Di Fabrizio Basso

Dopo una anno nel frullatore, Chiara Galiazzo, indimenticata vincitrice del primo X Factor targato Sky, vede il sole. E lo dice fin dal titolo del suo nuovo album, “Un giorno di sole”, un album articolato, dove si racconta molto affidandosi però ai testi di autori a lei vicini, per filosofia di vita e di musica. Tra gli altri Daniele Magro, Ermal meta, Pacifico e Virginio Simonelli. Chiara sarà protagonista, su Sky Uno, dell’Uno in Musica in programma sabato 11 ottobre su Sky Uno HD alle 12 e in serata alle 19.40

Chiara dopo il disco di pancia, “Un posto nel mondo” ecco quello del cuore, “Un giorno di sole”.
Mi sono messa in prima linea, ho chiesto la collaborazione a tanti ma sono tutte persone che stimo molto. Dopo un anno nel frullatore, tra la vittoria a X Factor e la partecipazione al Festival di Sanremo, ho scelto di rallentare. Avevo bisogno di fermarmi a pensare per poi ripartire con un album che mi rappresentasse in toto.
E questo è un album di rottura col passato.
Ho scelto la frattura non perché ci fossero motivi particolari, ma perché sono cambiata, sono evoluta. Il disco è vario, ci sono ballate, mi piaceva l’idea di cimentarmi in generi differenti.
Evoluzione è frattura?
Certo. E in questo secondo album dovevo farlo, dovevo rischiare. Mi sono evoluta anche io.
Evolvere anche dal suo passato?
Non ho mai rinnegato nulla, non devo sdoganarmi da qualcosa. Il talent, nel mio caso X Factor, è una opportunità, non ci fossi andata non sarei qui. Però è naturale evolvere.
Sente di avere trovato una strada?
Quella non la troverò neanche a settanta anni, però ho fatto più chiarezza su quello che voglio perseguire.

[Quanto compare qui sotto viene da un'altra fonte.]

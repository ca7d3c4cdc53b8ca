//! Wiring shared by the commands: directory, provider, tools and agent.

use medibook_agent::AgentLoop;
use medibook_config::AppConfig;
use medibook_core::error::{Error, Result};
use medibook_core::event::EventBus;
use medibook_providers::OpenAiCompatProvider;
use medibook_tools::ClinicDirectory;
use std::sync::Arc;
use tokio::sync::broadcast::error::RecvError;

/// The configured clinic directory, or the bundled sample.
pub fn load_directory(config: &AppConfig) -> Result<ClinicDirectory> {
    match &config.directory.path {
        Some(path) => {
            let directory = ClinicDirectory::load(path).map_err(|e| Error::Config {
                message: e.to_string(),
            })?;
            tracing::info!(
                path = %path.display(),
                clinics = directory.clinics.len(),
                doctors = directory.doctors.len(),
                "Loaded clinic directory"
            );
            Ok(directory)
        }
        None => Ok(ClinicDirectory::sample()),
    }
}

/// Build the agent loop for `config`.
pub fn build_agent(config: &AppConfig, event_bus: Arc<EventBus>) -> Result<AgentLoop> {
    let provider = Arc::new(OpenAiCompatProvider::from_config(&config.agent)?);
    let directory = Arc::new(load_directory(config)?);
    let tools = Arc::new(medibook_tools::default_registry(directory));
    Ok(AgentLoop::from_config(provider, tools, event_bus, config))
}

/// Print operator-facing events (reasoning, healed calls, tool timings)
/// at debug level.
pub fn spawn_event_logger(event_bus: &EventBus) {
    let mut events = event_bus.subscribe();
    tokio::spawn(async move {
        loop {
            match events.recv().await {
                Ok(event) => tracing::debug!(event = ?event, "Domain event"),
                Err(RecvError::Lagged(skipped)) => tracing::debug!(skipped, "Event logger lagged"),
                Err(RecvError::Closed) => break,
            }
        }
    });
}
//! Configuration loading, validation, and management for MediBook.
//!
//! Loads configuration from `~/.medibook/config.toml` with environment
//! variable overrides. Validates all settings at startup.

use serde::{Deserialize, Serialize};
use std::path::{Path, PathBuf};

/// The root configuration structure.
///
/// Maps directly to `~/.medibook/config.toml`.
#[derive(Debug, Clone, Default, Serialize, Deserialize)]
pub struct AppConfig {
    /// Agent completion service settings
    #[serde(default)]
    pub agent: AgentServiceConfig,

    /// Orchestration loop and prompt context settings
    #[serde(default)]
    pub orchestration: OrchestrationConfig,

    /// The assistant's identity on the chat transport
    #[serde(default)]
    pub bot: BotConfig,

    /// Clinic directory backing the domain tools
    #[serde(default)]
    pub directory: DirectoryConfig,
}

#[derive(Clone, Serialize, Deserialize)]
pub struct AgentServiceConfig {
    /// Base URL; requests go to `<endpoint>/api/v1/chat/completions`
    #[serde(default = "default_endpoint")]
    pub endpoint: String,

    /// Bearer token
    #[serde(default, skip_serializing_if = "Option::is_none")]
    pub api_key: Option<String>,

    /// Model override (the service default is used when unset)
    #[serde(default, skip_serializing_if = "Option::is_none")]
    pub model: Option<String>,

    #[serde(default = "default_temperature")]
    pub temperature: f64,

    #[serde(default = "default_max_tokens")]
    pub max_tokens: u32,

    /// Per-request timeout in milliseconds
    #[serde(default = "default_timeout_ms")]
    pub timeout_ms: u64,

    /// Send tool definitions with each request
    #[serde(default)]
    pub advertise_tools: bool,
}

fn default_endpoint() -> String {
    "http://localhost:8000".into()
}
fn default_temperature() -> f64 {
    0.1
}
fn default_max_tokens() -> u32 {
    1000
}
fn default_timeout_ms() -> u64 {
    60_000
}

impl Default for AgentServiceConfig {
    fn default() -> Self {
        Self {
            endpoint: default_endpoint(),
            api_key: None,
            model: None,
            temperature: default_temperature(),
            max_tokens: default_max_tokens(),
            timeout_ms: default_timeout_ms(),
            advertise_tools: false,
        }
    }
}

impl std::fmt::Debug for AgentServiceConfig {
    fn fmt(&self, f: &mut std::fmt::Formatter<'_>) -> std::fmt::Result {
        f.debug_struct("AgentServiceConfig")
            .field("endpoint", &self.endpoint)
            .field("api_key", &redact(&self.api_key))
            .field("model", &self.model)
            .field("temperature", &self.temperature)
            .field("max_tokens", &self.max_tokens)
            .field("timeout_ms", &self.timeout_ms)
            .field("advertise_tools", &self.advertise_tools)
            .finish()
    }
}

fn redact(s: &Option<String>) -> &'static str {
    match s {
        Some(_) => "[REDACTED]",
        None => "None",
    }
}

#[derive(Debug, Clone, Serialize, Deserialize)]
pub struct OrchestrationConfig {
    /// Maximum tool round-trips per inbound message
    #[serde(default = "default_max_iterations")]
    pub max_iterations: u32,

    /// How many transport messages to load as prompt history
    #[serde(default = "default_history_limit")]
    pub history_limit: usize,

    /// Clinic local time offset from UTC, in hours
    #[serde(default = "default_utc_offset_hours")]
    pub utc_offset_hours: i32,

    /// Days before today shown in the prompt calendar
    #[serde(default = "default_days_back")]
    pub calendar_days_back: u32,

    /// Days after today shown in the prompt calendar
    #[serde(default = "default_days_forward")]
    pub calendar_days_forward: u32,
}

fn default_max_iterations() -> u32 {
    5
}
fn default_history_limit() -> usize {
    10
}
fn default_utc_offset_hours() -> i32 {
    7
}
fn default_days_back() -> u32 {
    2
}
fn default_days_forward() -> u32 {
    12
}

impl Default for OrchestrationConfig {
    fn default() -> Self {
        Self {
            max_iterations: default_max_iterations(),
            history_limit: default_history_limit(),
            utc_offset_hours: default_utc_offset_hours(),
            calendar_days_back: default_days_back(),
            calendar_days_forward: default_days_forward(),
        }
    }
}

#[derive(Debug, Clone, Serialize, Deserialize)]
pub struct BotConfig {
    /// Sender id the assistant posts as; messages from it are ignored
    #[serde(default = "default_bot_id")]
    pub bot_id: String,

    #[serde(default = "default_display_name")]
    pub display_name: String,
}

fn default_bot_id() -> String {
    "medibook-bot".into()
}
fn default_display_name() -> String {
    "MediBook".into()
}

impl Default for BotConfig {
    fn default() -> Self {
        Self {
            bot_id: default_bot_id(),
            display_name: default_display_name(),
        }
    }
}

#[derive(Debug, Clone, Default, Serialize, Deserialize)]
pub struct DirectoryConfig {
    /// JSON file with clinics, services and doctors; built-in sample if unset
    #[serde(default, skip_serializing_if = "Option::is_none")]
    pub path: Option<PathBuf>,
}

impl AppConfig {
    /// Load configuration from the default path (~/.medibook/config.toml).
    ///
    /// Environment variables take priority over the file:
    /// - `MEDIBOOK_API_KEY`
    /// - `MEDIBOOK_AGENT_URL`
    /// - `MEDIBOOK_MODEL`
    /// - `MEDIBOOK_BOT_ID`
    pub fn load() -> Result<Self, ConfigError> {
        let config_path = Self::config_dir().join("config.toml");
        let mut config = Self::load_from(&config_path)?;
        config.apply_env(|key| std::env::var(key).ok());
        config.validate()?;
        Ok(config)
    }

    /// Load configuration from a specific file path.
    pub fn load_from(path: &Path) -> Result<Self, ConfigError> {
        if !path.exists() {
            tracing::info!("No config file found at {}, using defaults", path.display());
            return Ok(Self::default());
        }

        let content = std::fs::read_to_string(path).map_err(|e| ConfigError::ReadError {
            path: path.to_path_buf(),
            reason: e.to_string(),
        })?;

        let config: Self = toml::from_str(&content).map_err(|e| ConfigError::ParseError {
            path: path.to_path_buf(),
            reason: e.to_string(),
        })?;

        config.validate()?;
        Ok(config)
    }

    /// Apply overrides from an environment lookup.
    fn apply_env(&mut self, lookup: impl Fn(&str) -> Option<String>) {
        if let Some(key) = lookup("MEDIBOOK_API_KEY") {
            self.agent.api_key = Some(key);
        }
        if let Some(url) = lookup("MEDIBOOK_AGENT_URL") {
            self.agent.endpoint = url;
        }
        if let Some(model) = lookup("MEDIBOOK_MODEL") {
            self.agent.model = Some(model);
        }
        if let Some(bot_id) = lookup("MEDIBOOK_BOT_ID") {
            self.bot.bot_id = bot_id;
        }
    }

    /// Get the configuration directory path.
    pub fn config_dir() -> PathBuf {
        dirs_home().join(".medibook")
    }

    /// Validate the configuration.
    pub fn validate(&self) -> Result<(), ConfigError> {
        if self.agent.temperature < 0.0 || self.agent.temperature > 2.0 {
            return Err(ConfigError::ValidationError(
                "agent.temperature must be between 0.0 and 2.0".into(),
            ));
        }

        if self.agent.endpoint.trim().is_empty() {
            return Err(ConfigError::ValidationError(
                "agent.endpoint must not be empty".into(),
            ));
        }

        if self.agent.timeout_ms == 0 {
            return Err(ConfigError::ValidationError(
                "agent.timeout_ms must be > 0".into(),
            ));
        }

        if self.orchestration.max_iterations == 0 {
            return Err(ConfigError::ValidationError(
                "orchestration.max_iterations must be > 0".into(),
            ));
        }

        if !(-12..=14).contains(&self.orchestration.utc_offset_hours) {
            return Err(ConfigError::ValidationError(
                "orchestration.utc_offset_hours must be between -12 and 14".into(),
            ));
        }

        Ok(())
    }

    /// Check if an API key is available (from config or environment).
    pub fn has_api_key(&self) -> bool {
        self.agent.api_key.is_some()
    }

    /// Generate a default config TOML string (for `onboard` command).
    pub fn default_toml() -> String {
        let config = Self::default();
        toml::to_string_pretty(&config).unwrap_or_default()
    }
}

/// Get the user's home directory.
fn dirs_home() -> PathBuf {
    #[cfg(target_os = "windows")]
    {
        std::env::var("USERPROFILE")
            .map(PathBuf::from)
            .unwrap_or_else(|_| PathBuf::from("C:\\Users\\Default"))
    }
    #[cfg(not(target_os = "windows"))]
    {
        std::env::var("HOME")
            .map(PathBuf::from)
            .unwrap_or_else(|_| PathBuf::from("/tmp"))
    }
}

/// Configuration errors.
#[derive(Debug, thiserror::Error)]
pub enum ConfigError {
    #[error("Failed to read config file at {path}: {reason}")]
    ReadError { path: PathBuf, reason: String },

    #[error("Failed to parse config file at {path}: {reason}")]
    ParseError { path: PathBuf, reason: String },

    #[error("Configuration validation failed: {0}")]
    ValidationError(String),
}

#[cfg(test)]
mod tests {
    use super::*;
    use std::collections::HashMap;

    #[test]
    fn default_config_is_valid() {
        let config = AppConfig::default();
        assert!(config.validate().is_ok());
        assert_eq!(config.agent.max_tokens, 1000);
        assert_eq!(config.agent.timeout_ms, 60_000);
        assert_eq!(config.orchestration.max_iterations, 5);
        assert_eq!(config.orchestration.calendar_days_back, 2);
        assert_eq!(config.orchestration.calendar_days_forward, 12);
    }

    #[test]
    fn config_roundtrip_toml() {
        let config = AppConfig::default();
        let toml_str = toml::to_string_pretty(&config).unwrap();
        let parsed: AppConfig = toml::from_str(&toml_str).unwrap();
        assert_eq!(parsed.agent.endpoint, config.agent.endpoint);
        assert_eq!(parsed.bot.bot_id, config.bot.bot_id);
    }

    #[test]
    fn invalid_temperature_rejected() {
        let mut config = AppConfig::default();
        config.agent.temperature = 5.0;
        assert!(config.validate().is_err());
    }

    #[test]
    fn zero_iterations_rejected() {
        let mut config = AppConfig::default();
        config.orchestration.max_iterations = 0;
        assert!(config.validate().is_err());
    }

    #[test]
    fn missing_config_file_returns_defaults() {
        let config = AppConfig::load_from(Path::new("/nonexistent/config.toml")).unwrap();
        assert_eq!(config.agent.endpoint, "http://localhost:8000");
    }

    #[test]
    fn partial_file_fills_defaults() {
        let dir = tempfile::tempdir().unwrap();
        let path = dir.path().join("config.toml");
        std::fs::write(
            &path,
            r#"
[agent]
endpoint = "https://agent.clinic.vn"
api_key = "sk-test"

[orchestration]
max_iterations = 3
"#,
        )
        .unwrap();

        let config = AppConfig::load_from(&path).unwrap();
        assert_eq!(config.agent.endpoint, "https://agent.clinic.vn");
        assert_eq!(config.orchestration.max_iterations, 3);
        assert_eq!(config.orchestration.history_limit, 10);
        assert!((config.agent.temperature - 0.1).abs() < f64::EPSILON);
    }

    #[test]
    fn malformed_file_is_a_parse_error() {
        let dir = tempfile::tempdir().unwrap();
        let path = dir.path().join("config.toml");
        std::fs::write(&path, "[agent\nendpoint = ").unwrap();
        assert!(matches!(
            AppConfig::load_from(&path),
            Err(ConfigError::ParseError { .. })
        ));
    }

    #[test]
    fn env_overrides_file_values() {
        let env: HashMap<&str, &str> = HashMap::from([
            ("MEDIBOOK_API_KEY", "sk-env"),
            ("MEDIBOOK_BOT_ID", "bot-42"),
        ]);
        let mut config = AppConfig::default();
        config.apply_env(|k| env.get(k).map(|v| v.to_string()));
        assert_eq!(config.agent.api_key.as_deref(), Some("sk-env"));
        assert_eq!(config.bot.bot_id, "bot-42");
        assert_eq!(config.agent.endpoint, "http://localhost:8000");
    }

    #[test]
    fn debug_redacts_api_key() {
        let mut config = AppConfig::default();
        config.agent.api_key = Some("sk-secret".into());
        let debug = format!("{config:?}");
        assert!(!debug.contains("sk-secret"));
        assert!(debug.contains("[REDACTED]"));
    }

    #[test]
    fn default_toml_generation() {
        let toml_str = AppConfig::default_toml();
        assert!(toml_str.contains("[agent]"));
        assert!(toml_str.contains("max_iterations = 5"));
    }
}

Ha una voce più varia, ogni canone sembra un capitolo di un libro.
Sono contenta che la voce si senta diversa, è un lavoro che ho fatto su di me. Canto da sempre. All’inizio ho avuto difficoltà a mostrarmi in pubblico. Mi sono liberata cantando di pancia. In Un giorno al sole ci sono canzoni che mi commuovono.
Cosa le ha insegnato questo disco?
A lasciarmi andare. Ho fatto un lavoro su di me e si riflette nelle canzoni. Io sono senza paura, o meglio, ne ho un po’ meno di prima. Sono come sono io adesso, ogni canzone è un pezzo di vita.
Però si è affidata ad altri per raccontarsi.
Certo, ma non creda sia facile affidarsi ad altri. Ma sono autori giovani e c’è in primis una grande stima. Una confidenza che è nata naturalmente anche se c’è voluto del tempo per svilupparla.
Arriverà un album con testi suoi?
E’ possibile. Ho delle cose scritte da me però non mi sento ancora pronta.
Si è affidata, tra gli altri, a Virginio e Pacifico.
Al primo ho affidato una canzone in inglese cui serviva un testo in italiano credibile: quando mi ha mandato la sua versione sono rimasta colpita. Pacifico stesso ragionamento: la musica è mia, il testo era in finto inglese: solo lui sarebbe riuscito a dargli un vestito in italiano.
Questo occhieggiare all’inglese prelude a una idea di puntare ai mercati esteri?
Cantare in inglese mi piace. Non lo ho mai negato. Se si aprono scie internazionali le seguirò.
Pronta per il tour?
Mi sto preparando: prima di X Factor mi ero esibita solo dal vivo. Vorrei i teatri, mi piace l’atmosfera intima.
A proposito di X Factor era circolato anche il suo nome come possibile giudice.
Premesso che dalle prime cose che ho visto il livello è molto alto, io devo fare la cantante. Sono uscita da meno di due anni, non sono nessuno per giudicare. E vista la fatica che ho fatto, mi resterebbe difficile dire no.
In poche settimane ha vinto X Factor ed è andata al Festival di Sanremo.
Ci vuole un po’ a metabolizzare come cambia la vita. Devi capire che il sogno è diventato realtà e che devi riordinarti le idee. Ma bisogna continuare. La carriera si costruisce lavorando. Devi lavorare molto su te stesso, devi mettere insieme tanti cocci.
E’ una perfezionista?
All’ennesima potenza ma stavolta ho avuto tempo, niente è stato lasciato al caso. Sono affezionata a questo disco, lo riascolto in continuazione.
Andrà a X Factor come ospite?
Lo spero. Se non altro per rivedere Mika!